It is impossible to escape the national debate about Brexit because, as every politician and media commentator keeps reminding us, it is the most important question in UK politics for decades. But the problem with this great debate is that to have any kind of useful opinion on the vast mass of interconnected issues that make up the Brexit question, one would need to have a pretty good understanding of just exactly how our social, governmental, political and economic system actually functions, and I suspect that relatively few of us could claim anything like that level of knowledge.
How can we then make sensible decisions about topics we don’t really understand, when all we have to go on, in the majority of cases, is half understood or misunderstood fragments of information? And these are more often than not coloured by the prejudices of the newspapers we read or the radio journalists we listen to, or, perhaps even worse still, the family members or workmates who like to give us the benefit of their equally unqualified opinions?
Being poorly prepared to make big decisions is not a formula for success, but we persist in it in so many areas of our national life. The one I spend my time thinking about is the almost total absence of any planned programme of high quality education that prepares young people to build independent lives for themselves once they leave home, and start their journey into adult life.
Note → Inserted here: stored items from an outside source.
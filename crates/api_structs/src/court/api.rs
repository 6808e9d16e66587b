use chrono::{DateTime, FixedOffset};
use court_scheduler_domain::{DailySlot, OffDayException, OffDayScope, ID};
use serde::{Deserialize, Serialize};

#[derive(Debug, Clone, Copy, PartialEq, Eq, Serialize, Deserialize)]
#[serde(rename_all = "UPPERCASE")]
pub enum ExceptionType {
    Maintenance,
}

pub mod create_court_availability {
    use super::*;

    #[derive(Debug, Clone, PartialEq, Serialize, Deserialize)]
    #[serde(rename_all = "camelCase")]
    pub struct RequestBody {
        pub court: ID,
        pub daily_slots: Vec<DailySlot>,
    }
}

pub mod create_court_unavailability {
    use super::*;

    /// Reason sent with every off-day created from the court form
    pub const DEFAULT_REASON: &str = "other";

    #[derive(Debug, Clone, PartialEq, Serialize, Deserialize)]
    #[serde(rename_all = "camelCase")]
    pub struct RequestBody {
        pub court: ID,
        pub start_datetime: DateTime<FixedOffset>,
        pub end_datetime: DateTime<FixedOffset>,
        pub exception_type: ExceptionType,
        pub reason: String,
        pub scope: OffDayScope,
    }

    impl RequestBody {
        pub fn new(court: ID, exception: &OffDayException) -> Self {
            Self {
                court,
                start_datetime: *exception.start_datetime(),
                end_datetime: *exception.end_datetime(),
                exception_type: ExceptionType::Maintenance,
                reason: DEFAULT_REASON.into(),
                scope: exception.scope(),
            }
        }
    }
}
use reqwest::{Client, Method, RequestBuilder, Response, StatusCode};
use serde::Serialize;
use thiserror::Error;

pub(crate) struct BaseClient {
    address: String,
    api_token: Option<String>,
    client: Client,
}

#[derive(Error, Debug)]
pub enum APIError {
    #[error("Network error: {0}")]
    Network(String),
    #[error("The request was rejected as unauthorized")]
    Unauthorized,
    #[error("The request was not authenticated")]
    Unauthenticated,
    #[error("The request body was rejected as invalid")]
    BadClientData,
    #[error("Unexpected status code: {0}")]
    UnexpectedStatusCode(StatusCode),
}
pub type APIResponse<T> = Result<T, APIError>;

/// Create endpoints answer with either of these
pub(crate) const CREATED: &[StatusCode] = &[StatusCode::OK, StatusCode::CREATED];

pub(crate) fn check_status_code(
    status: StatusCode,
    expected_status_codes: &[StatusCode],
) -> APIResponse<()> {
    if expected_status_codes.contains(&status) {
        return Ok(());
    }
    Err(match status {
        StatusCode::BAD_REQUEST => APIError::BadClientData,
        StatusCode::UNAUTHORIZED => APIError::Unauthenticated,
        StatusCode::FORBIDDEN => APIError::Unauthorized,
        status => APIError::UnexpectedStatusCode(status),
    })
}

impl BaseClient {
    pub fn new(address: String) -> Self {
        Self {
            address: address.trim_end_matches('/').to_string(),
            api_token: None,
            client: Client::new(),
        }
    }

    pub fn set_api_token(&mut self, api_token: String) {
        self.api_token = Some(api_token);
    }

    fn get_client(&self, method: Method, path: &str) -> RequestBuilder {
        let url = format!("{}/{}", self.address, path);
        let builder = self.client.request(method, &url);

        match &self.api_token {
            Some(api_token) => builder.bearer_auth(api_token),
            None => builder,
        }
    }

    fn handle_api_response(
        &self,
        res: Response,
        expected_status_codes: &[StatusCode],
    ) -> APIResponse<()> {
        check_status_code(res.status(), expected_status_codes)
    }

    /// Posts a JSON body. Response bodies are not inspected.
    pub async fn post<S: Serialize>(
        &self,
        body: S,
        path: &str,
        expected_status_codes: &[StatusCode],
    ) -> APIResponse<()> {
        let res = self
            .get_client(Method::POST, path)
            .json(&body)
            .send()
            .await
            .map_err(|e| APIError::Network(e.to_string()))?;
        self.handle_api_response(res, expected_status_codes)
    }
}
There have been so many fundamental changes in the way we live over the last 25 years or so that it is almost beyond belief that we have not been able to devise and deliver effective training to meet these new challenges through our education system.
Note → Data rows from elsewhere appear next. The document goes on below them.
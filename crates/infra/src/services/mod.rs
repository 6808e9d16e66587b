mod court_schedule;

pub use court_schedule::{
    CourtScheduleWrite, HttpCourtScheduleService, ICourtScheduleService,
    InMemoryCourtScheduleService,
};
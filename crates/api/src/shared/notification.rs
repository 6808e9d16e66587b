use std::sync::Mutex;
use tracing::{info, warn};

#[derive(Debug, Clone, Copy, PartialEq, Eq)]
pub enum NotificationKind {
    Success,
    Error,
}

/// A toast shown to the court owner
#[derive(Debug, Clone, PartialEq, Eq)]
pub struct Notification {
    pub kind: NotificationKind,
    pub message: String,
}

impl Notification {
    pub fn success<T: Into<String>>(message: T) -> Self {
        Self {
            kind: NotificationKind::Success,
            message: message.into(),
        }
    }

    pub fn error<T: Into<String>>(message: T) -> Self {
        Self {
            kind: NotificationKind::Error,
            message: message.into(),
        }
    }
}

/// Where user facing feedback of a submission goes
pub trait Notifier {
    fn notify(&self, notification: Notification);

    /// Signals that a submission started (`true`) or settled (`false`)
    fn loading(&self, _active: bool) {}
}

/// Writes notifications to the log, used when there is no UI attached
pub struct TracingNotifier;

impl Notifier for TracingNotifier {
    fn notify(&self, notification: Notification) {
        match notification.kind {
            NotificationKind::Success => info!("{}", notification.message),
            NotificationKind::Error => warn!("{}", notification.message),
        }
    }
}

/// Keeps every notification and loading signal it receives
#[derive(Default)]
pub struct RecordingNotifier {
    notifications: Mutex<Vec<Notification>>,
    loading: Mutex<Vec<bool>>,
}

impl RecordingNotifier {
    pub fn notifications(&self) -> Vec<Notification> {
        self.notifications.lock().unwrap().clone()
    }

    pub fn loading_signals(&self) -> Vec<bool> {
        self.loading.lock().unwrap().clone()
    }
}

impl Notifier for RecordingNotifier {
    fn notify(&self, notification: Notification) {
        self.notifications.lock().unwrap().push(notification);
    }

    fn loading(&self, active: bool) {
        self.loading.lock().unwrap().push(active);
    }
}
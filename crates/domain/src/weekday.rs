use serde::{Deserialize, Serialize};
use std::str::FromStr;
use thiserror::Error;

#[derive(Debug, Clone, Copy, PartialEq, Eq, Hash, PartialOrd, Ord, Serialize, Deserialize)]
#[serde(rename_all = "UPPERCASE")]
pub enum Weekday {
    Monday,
    Tuesday,
    Wednesday,
    Thursday,
    Friday,
    Saturday,
    Sunday,
}

impl Weekday {
    /// Every weekday, Monday first
    pub const ALL: [Weekday; 7] = [
        Weekday::Monday,
        Weekday::Tuesday,
        Weekday::Wednesday,
        Weekday::Thursday,
        Weekday::Friday,
        Weekday::Saturday,
        Weekday::Sunday,
    ];
}

/// The weekly opening pattern a court owner picks in the court form.
#[derive(Debug, Clone, Copy, PartialEq, Eq, Serialize, Deserialize)]
#[serde(rename_all = "camelCase")]
pub enum WeekdayPattern {
    Daily,
    MondayToFriday,
    MondayToSaturday,
}

#[derive(Error, Debug, PartialEq)]
#[error("Unknown weekday pattern: `{0}`")]
pub struct InvalidWeekdayPatternError(String);

impl FromStr for WeekdayPattern {
    type Err = InvalidWeekdayPatternError;

    fn from_str(s: &str) -> Result<Self, Self::Err> {
        match s {
            "daily" => Ok(Self::Daily),
            "mondayToFriday" => Ok(Self::MondayToFriday),
            "mondayToSaturday" => Ok(Self::MondayToSaturday),
            _ => Err(InvalidWeekdayPatternError(s.to_string())),
        }
    }
}

impl WeekdayPattern {
    /// The weekdays this pattern opens on, in canonical order
    pub fn expand(&self) -> Vec<Weekday> {
        Weekday::ALL
            .iter()
            .copied()
            .filter(|day| match self {
                Self::Daily => true,
                Self::MondayToFriday => !matches!(day, Weekday::Saturday | Weekday::Sunday),
                Self::MondayToSaturday => *day != Weekday::Sunday,
            })
            .collect()
    }
}

/// Expands a raw pattern value from the form.
///
/// Unknown values expand to no weekdays at all, which callers must treat as
/// "no weekday selected".
pub fn expand_weekday_pattern(pattern: &str) -> Vec<Weekday> {
    pattern
        .parse::<WeekdayPattern>()
        .map(|p| p.expand())
        .unwrap_or_default()
}
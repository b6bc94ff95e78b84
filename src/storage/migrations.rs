//! Additive column migrations.
//!
//! The only supported migration kind adds a column. Each one is attempted on
//! every open; a "duplicate column name" failure means it already ran and is
//! ignored. No version table is kept.

use rusqlite::{Connection, Result};
use tracing::{debug, info};

/// A column added after the first release of the `items` table.
struct AddColumn {
    table: &'static str,
    column: &'static str,
    definition: &'static str,
}

/// All additive migrations, in order.
const MIGRATIONS: &[AddColumn] = &[AddColumn {
    table: "items",
    column: "imagePath",
    definition: "TEXT",
}];

/// Apply every additive migration.
///
/// Returns how many columns were actually added.
///
/// # Errors
///
/// Returns an error if an `ALTER TABLE` fails for any reason other than the
/// column already existing.
pub fn run_migrations(conn: &Connection) -> Result<usize> {
    let mut added = 0;

    for migration in MIGRATIONS {
        let sql = format!(
            "ALTER TABLE {} ADD COLUMN {} {}",
            migration.table, migration.column, migration.definition
        );

        match conn.execute_batch(&sql) {
            Ok(()) => {
                info!(table = migration.table, column = migration.column, "Added column");
                added += 1;
            }
            Err(e) if e.to_string().contains("duplicate column name") => {
                debug!(table = migration.table, column = migration.column, "Column exists, skipping");
            }
            Err(e) => return Err(e),
        }
    }

    Ok(added)
}

#[cfg(test)]
mod tests {
    use super::*;

    /// Table shape from before photos were supported.
    const LEGACY_ITEMS_SQL: &str = "CREATE TABLE items (
        id TEXT PRIMARY KEY,
        name TEXT NOT NULL,
        categoryId TEXT NOT NULL,
        status TEXT NOT NULL,
        price REAL NOT NULL,
        icon TEXT NOT NULL,
        description TEXT,
        purchaseDate TEXT NOT NULL
    )";

    fn has_image_path(conn: &Connection) -> bool {
        conn.query_row(
            "SELECT COUNT(*) FROM pragma_table_info('items') WHERE name = 'imagePath'",
            [],
            |row| row.get::<_, i64>(0),
        )
        .unwrap()
            == 1
    }

    #[test]
    fn test_migration_adds_missing_column() {
        let conn = Connection::open_in_memory().unwrap();
        conn.execute_batch(LEGACY_ITEMS_SQL).unwrap();
        conn.execute(
            "INSERT INTO items VALUES ('old', 'Lamp', 'furniture', 'in-use', 120.0, 'lamp', NULL, '2023-05-02')",
            [],
        )
        .unwrap();

        assert_eq!(run_migrations(&conn).unwrap(), 1);
        assert!(has_image_path(&conn));

        // Existing rows survive with a NULL photo
        let image: Option<String> = conn
            .query_row("SELECT imagePath FROM items WHERE id = 'old'", [], |row| row.get(0))
            .unwrap();
        assert!(image.is_none());
    }

    #[test]
    fn test_run_migrations_idempotent() {
        let conn = Connection::open_in_memory().unwrap();
        conn.execute_batch(LEGACY_ITEMS_SQL).unwrap();

        assert_eq!(run_migrations(&conn).unwrap(), 1);
        assert_eq!(run_migrations(&conn).unwrap(), 0);
        assert!(has_image_path(&conn));
    }

    #[test]
    fn test_missing_table_is_a_real_error() {
        let conn = Connection::open_in_memory().unwrap();
        assert!(run_migrations(&conn).is_err());
    }
}
//! Add/edit flow: validate raw input, build the item, save it.

use crate::error::{Error, Result};
use crate::model::{generate_id, Item, ItemStatus};
use crate::storage::ItemRepository;
use crate::validate::{
    normalize_status, parse_price, parse_purchase_date, resolve_category, validate_name,
    DATE_FORMAT,
};
use tracing::info;

/// Unvalidated form input. Text fields hold exactly what was typed.
#[derive(Debug, Clone, Default, PartialEq, Eq)]
pub struct ItemDraft {
    pub name: String,
    pub category_id: String,
    /// Defaults to in-use
    pub status: Option<String>,
    pub price: String,
    pub image_path: Option<String>,
    pub description: Option<String>,
    /// Defaults to the clock's current date
    pub purchase_date: Option<String>,
}

impl ItemDraft {
    /// Prefill a draft from an existing item, for editing.
    #[must_use]
    pub fn from_item(item: &Item) -> Self {
        Self {
            name: item.name.clone(),
            category_id: item.category_id.clone(),
            status: Some(item.status.as_str().to_string()),
            price: item.price.to_string(),
            image_path: item.image_path.clone(),
            description: item.description.clone(),
            purchase_date: Some(item.purchase_date.clone()),
        }
    }
}

#[derive(Debug, Clone)]
pub struct ItemForm {
    repo: ItemRepository,
}

impl ItemForm {
    #[must_use]
    pub fn new(repo: ItemRepository) -> Self {
        Self { repo }
    }

    /// Validate `draft` and turn it into an item.
    ///
    /// When `editing` is given the item keeps its id; otherwise a new id is
    /// generated. The icon is the category's icon. A missing purchase date
    /// defaults to the clock's current date.
    ///
    /// # Errors
    ///
    /// Returns a validation error for the first invalid field.
    pub fn build(&self, draft: &ItemDraft, editing: Option<&Item>) -> Result<Item> {
        let name = validate_name(&draft.name)?;
        let category = resolve_category(&draft.category_id)?;
        let price = parse_price(&draft.price)?;
        let status = match draft.status.as_deref() {
            Some(s) if !s.trim().is_empty() => normalize_status(s)?,
            _ => ItemStatus::default(),
        };
        let purchase_date = match draft.purchase_date.as_deref() {
            Some(d) if !d.trim().is_empty() => parse_purchase_date(d)?,
            _ => self.repo.clock().today(),
        };

        Ok(Item {
            id: editing.map_or_else(generate_id, |e| e.id.clone()),
            name,
            category_id: category.id.to_string(),
            status,
            price,
            icon: category.icon.to_string(),
            image_path: non_blank(draft.image_path.as_deref()),
            description: non_blank(draft.description.as_deref()),
            purchase_date: purchase_date.format(DATE_FORMAT).to_string(),
        })
    }

    /// Validate and save: update when `editing`, insert otherwise.
    ///
    /// # Errors
    ///
    /// Returns validation errors before touching storage,
    /// [`Error::ItemNotFound`] if the edited item no longer exists, and
    /// repository errors unchanged.
    pub async fn submit(&self, draft: &ItemDraft, editing: Option<&Item>) -> Result<Item> {
        let item = self.build(draft, editing)?;

        if editing.is_some() {
            if !self.repo.update(&item).await? {
                return Err(Error::ItemNotFound {
                    id: item.id,
                    similar: Vec::new(),
                });
            }
            info!(id = %item.id, "Item updated");
        } else {
            self.repo.insert(&item).await?;
            info!(id = %item.id, "Item added");
        }

        Ok(item)
    }
}

fn non_blank(value: Option<&str>) -> Option<String> {
    value
        .map(str::trim)
        .filter(|v| !v.is_empty())
        .map(str::to_string)
}
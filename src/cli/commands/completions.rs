//! Shell completions command implementation.

use crate::cli::{Cli, Shell};
use crate::error::Result;
use clap::CommandFactory;
use clap_complete::{generate, shells};
use std::io;

const BIN_NAME: &str = "bl";

/// Write completions for `shell` to stdout.
pub fn execute(shell: &Shell) -> Result<()> {
    let mut cmd = Cli::command();
    let mut out = io::stdout();

    match shell {
        Shell::Bash => generate(shells::Bash, &mut cmd, BIN_NAME, &mut out),
        Shell::Zsh => generate(shells::Zsh, &mut cmd, BIN_NAME, &mut out),
        Shell::Fish => generate(shells::Fish, &mut cmd, BIN_NAME, &mut out),
        Shell::PowerShell => generate(shells::PowerShell, &mut cmd, BIN_NAME, &mut out),
        Shell::Elvish => generate(shells::Elvish, &mut cmd, BIN_NAME, &mut out),
    }

    Ok(())
}
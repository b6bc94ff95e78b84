//! List the fixed category set.

use crate::error::Result;
use crate::icons::resolve_icon;
use crate::model::CATEGORIES;
use serde::Serialize;

#[derive(Serialize)]
struct CategoryOutput<'a> {
    id: &'a str,
    name: &'a str,
    icon: &'a str,
    symbol: &'a str,
}

/// Execute the categories command.
///
/// # Errors
///
/// Returns an error if JSON serialization fails.
pub fn execute(json: bool) -> Result<()> {
    if json {
        let rows: Vec<_> = CATEGORIES
            .iter()
            .map(|c| CategoryOutput {
                id: c.id,
                name: c.name,
                icon: c.icon,
                symbol: resolve_icon(c.icon),
            })
            .collect();
        println!("{}", serde_json::to_string(&rows)?);
        return Ok(());
    }

    println!("{:<10} {:<10} ICON", "ID", "NAME");
    for category in CATEGORIES {
        println!(
            "{:<10} {:<10} {}",
            category.id,
            category.name,
            resolve_icon(category.icon)
        );
    }
    Ok(())
}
The old, well established certainties of life so familiar to anyone aged 40 or older have vanished. A radically new, and in many ways less benign, set of circumstances now prevail which require a set of skills, and a level of comprehension that previous generations simply did not need.
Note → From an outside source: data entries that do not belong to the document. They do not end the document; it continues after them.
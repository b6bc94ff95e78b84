//! Belongings CLI entry point.

use belongings::cli::commands;
use belongings::cli::{error_report, Cli, Commands, OutputFormat};
use belongings::error::Error;
use clap::Parser;
use std::process::ExitCode;

fn main() -> ExitCode {
    let cli = Cli::parse();

    if cli.quiet {
        belongings::QUIET.store(true, std::sync::atomic::Ordering::Relaxed);
    }
    if cli.no_color {
        colored::control::set_override(false);
    }

    init_tracing(cli.verbose, cli.quiet);

    // Resolve effective JSON mode: --json OR --format json OR non-TTY stdout
    let json = cli.json
        || cli.format == OutputFormat::Json
        || !std::io::IsTerminal::is_terminal(&std::io::stdout());

    match run(&cli, json) {
        Ok(()) => ExitCode::SUCCESS,
        Err(e) => {
            // Reported even with --quiet
            eprintln!("{}", error_report(&e, json));
            ExitCode::from(e.exit_code())
        }
    }
}

fn init_tracing(verbose: u8, quiet: bool) {
    use tracing_subscriber::EnvFilter;

    if quiet {
        return;
    }

    // Honor RUST_LOG if set, otherwise use verbosity flag
    let filter = if std::env::var("RUST_LOG").is_ok() {
        EnvFilter::from_default_env()
    } else {
        match verbose {
            0 => EnvFilter::new("warn"),
            1 => EnvFilter::new("info"),
            2 => EnvFilter::new("debug,rusqlite=info"),
            _ => EnvFilter::new("trace"),
        }
    };

    tracing_subscriber::fmt()
        .with_env_filter(filter)
        .with_writer(std::io::stderr)
        .without_time()
        .init();
}

fn run(cli: &Cli, json: bool) -> Result<(), Error> {
    // Synchronous commands never touch the store.
    match &cli.command {
        Commands::Version => return commands::version::execute(json),
        Commands::Categories => return commands::categories::execute(json),
        Commands::Completions { shell } => return commands::completions::execute(shell),
        _ => {}
    }

    let rt = tokio::runtime::Runtime::new()
        .map_err(|e| Error::Other(format!("Failed to create async runtime: {e}")))?;

    let db = cli.db.as_ref();
    let busy = cli.busy_timeout_ms;

    rt.block_on(async {
        match &cli.command {
            Commands::Init { force, empty } => {
                commands::init::execute(db, busy, *force, *empty, json).await
            }
            Commands::Add(args) => commands::item::execute_add(args, db, busy, json).await,
            Commands::List { category } => {
                commands::item::execute_list(category.as_deref(), db, busy, json).await
            }
            Commands::Edit(args) => commands::item::execute_edit(args, db, busy, json).await,
            Commands::Delete { id } => commands::item::execute_delete(id, db, busy, json).await,
            Commands::Stats => commands::stats::execute(db, busy, json).await,
            Commands::Version | Commands::Categories | Commands::Completions { .. } => Ok(()),
        }
    })
}
//! Per-item and per-list derived values.

use crate::model::Item;
use crate::validate::DATE_FORMAT;
use chrono::{DateTime, NaiveDate, NaiveTime, Utc};
use serde::Serialize;

/// Sum of `price` over `items`.
#[must_use]
pub fn total_value(items: &[Item]) -> f64 {
    items.iter().map(|i| i.price).sum()
}

/// Whole days the item has been owned, at least 1.
///
/// The purchase date counts from midnight UTC. An unparseable date yields 0.
#[must_use]
pub fn days_in_use(purchase_date: &str, now: DateTime<Utc>) -> i64 {
    let Ok(date) = NaiveDate::parse_from_str(purchase_date.trim(), DATE_FORMAT) else {
        return 0;
    };
    let bought = date.and_time(NaiveTime::MIN).and_utc();
    (now - bought).num_days().max(1)
}

/// Price spread over the days in use, rounded; `None` when `days` is 0.
#[must_use]
#[allow(clippy::cast_possible_truncation, clippy::cast_precision_loss)]
pub fn daily_value(price: f64, days: i64) -> Option<i64> {
    if days <= 0 {
        return None;
    }
    Some((price / days as f64).round() as i64)
}

/// Display values for one item.
#[derive(Debug, Clone, Copy, PartialEq, Eq, Serialize)]
#[serde(rename_all = "camelCase")]
pub struct ItemUsage {
    pub days_in_use: i64,
    #[serde(skip_serializing_if = "Option::is_none")]
    pub daily_value: Option<i64>,
}

impl ItemUsage {
    #[must_use]
    pub fn of(item: &Item, now: DateTime<Utc>) -> Self {
        let days_in_use = days_in_use(&item.purchase_date, now);
        Self {
            days_in_use,
            daily_value: daily_value(item.price, days_in_use),
        }
    }
}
The gig economy, part-time and temporary contracts, so-called zero hours work, no access to the mortgage market, unaffordable private sector rents, degrees that do not lead to a stable career, day to day spending based on credit, pay day lending, living with one’s parents until one’s thirties….all key symbols of the huge changes that have happened since the early 1980s, and which have been grievously worsened by the global financial crisis of 2008, from which our economy has never fully recovered.
To allow young people to simply walk out of school or college and not equip them with the knowledge and skills they need to manage their way through the morass of problems they will encounter is nothing short of madness.
One of our great national priorities should be to do all we reasonably can to produce a generation of active citizens. Citizens who understand fully the key markets that affect every aspect of their lives - employment, finance, housing and public services. Citizens able to make informed choices about their lives. Equipped with the knowledge and practical understanding they need to build a career, avoid debt, manage credit, understand interest, know what a bank is, or why they should save for a pension, what their taxes fund, and how the system they live under works.
If we did this, we would guarantee ourselves a much better future, no matter what vicissitudes Brexit may bring, because our children and their children would be able to meet them armed with the most important weapon of all - knowledge.